Exercise instructions:
Write out all of the listing exactly. Add nothing to it.

Available data:

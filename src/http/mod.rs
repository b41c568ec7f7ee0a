//! HTTP API for transcription requests and history management:
//! - POST /transcribe - Transcribe one uploaded audio clip
//! - POST /diarize - Transcribe with speaker-turn labeling
//! - GET /transcriptions - List history with usage totals
//! - DELETE /transcriptions/:id - Delete one record and its audio
//! - DELETE /transcriptions/clear - Delete everything
//! - GET /health - Configured-capability check

mod handlers;
mod routes;
mod state;

pub use handlers::{
    ClearResponse, DeleteResponse, HealthResponse, HealthServices, ListResponse,
    TranscriptionPayload, TranscriptionResponse,
};
pub use routes::create_router;
pub use state::AppState;
pub mod audio;
pub mod capture;
pub mod client;
pub mod config;
pub mod conversation;
pub mod error;
pub mod http;
pub mod labeling;
pub mod pricing;
pub mod service;
pub mod storage;
pub mod store;
pub mod stt;

pub use audio::{AudioFrame, AudioInput, CaptureError, CpalInputFactory, InputConfig, InputFactory};
pub use capture::{CaptureController, CapturePhase, CapturedAudio, LevelBand, LevelMeter};
pub use client::{SubmitOptions, TranscriptionClient, TranscriptionRequestError};
pub use config::Config;
pub use conversation::{ConversationSummary, ConversationTurn};
pub use error::ServiceError;
pub use http::{create_router, AppState};
pub use service::{AudioUpload, DiarizeOptions, TranscriptionService};
pub use storage::{BlobStorage, FsBlobStorage};
pub use store::{JsonFileStore, TranscriptionRecord, TranscriptionStore};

Reply:
filename src/http/mod.rs
repository b41c568ec7f7ee0a
//! HTTP API for transcription requests and history management:
//! - POST /transcribe - Transcribe one uploaded audio clip
//! - POST /diarize - Transcribe with speaker-turn labeling
//! - GET /transcriptions - List history with usage totals
//! - DELETE /transcriptions/:id - Delete one record and its audio
//! - DELETE /transcriptions/clear - Delete everything
//! - GET /health - Configured-capability check

mod handlers;
mod routes;
mod state;

pub use handlers::{
    ClearResponse, DeleteResponse, HealthResponse, HealthServices, ListResponse,
    TranscriptionPayload, TranscriptionResponse,
};
pub use routes::create_router;
pub use state::AppState;
pub mod audio;
pub mod capture;
pub mod client;
pub mod config;
pub mod conversation;
pub mod error;
pub mod http;
pub mod labeling;
pub mod pricing;
pub mod service;
pub mod storage;
pub mod store;
pub mod stt;

pub use audio::{AudioFrame, AudioInput, CaptureError, CpalInputFactory, InputConfig, InputFactory};
pub use capture::{CaptureController, CapturePhase, CapturedAudio, LevelBand, LevelMeter};
pub use client::{SubmitOptions, TranscriptionClient, TranscriptionRequestError};
pub use config::Config;
pub use conversation::{ConversationSummary, ConversationTurn};
pub use error::ServiceError;
pub use http::{create_router, AppState};
pub use service::{AudioUpload, DiarizeOptions, TranscriptionService};
pub use storage::{BlobStorage, FsBlobStorage};
pub use store::{JsonFileStore, TranscriptionRecord, TranscriptionStore};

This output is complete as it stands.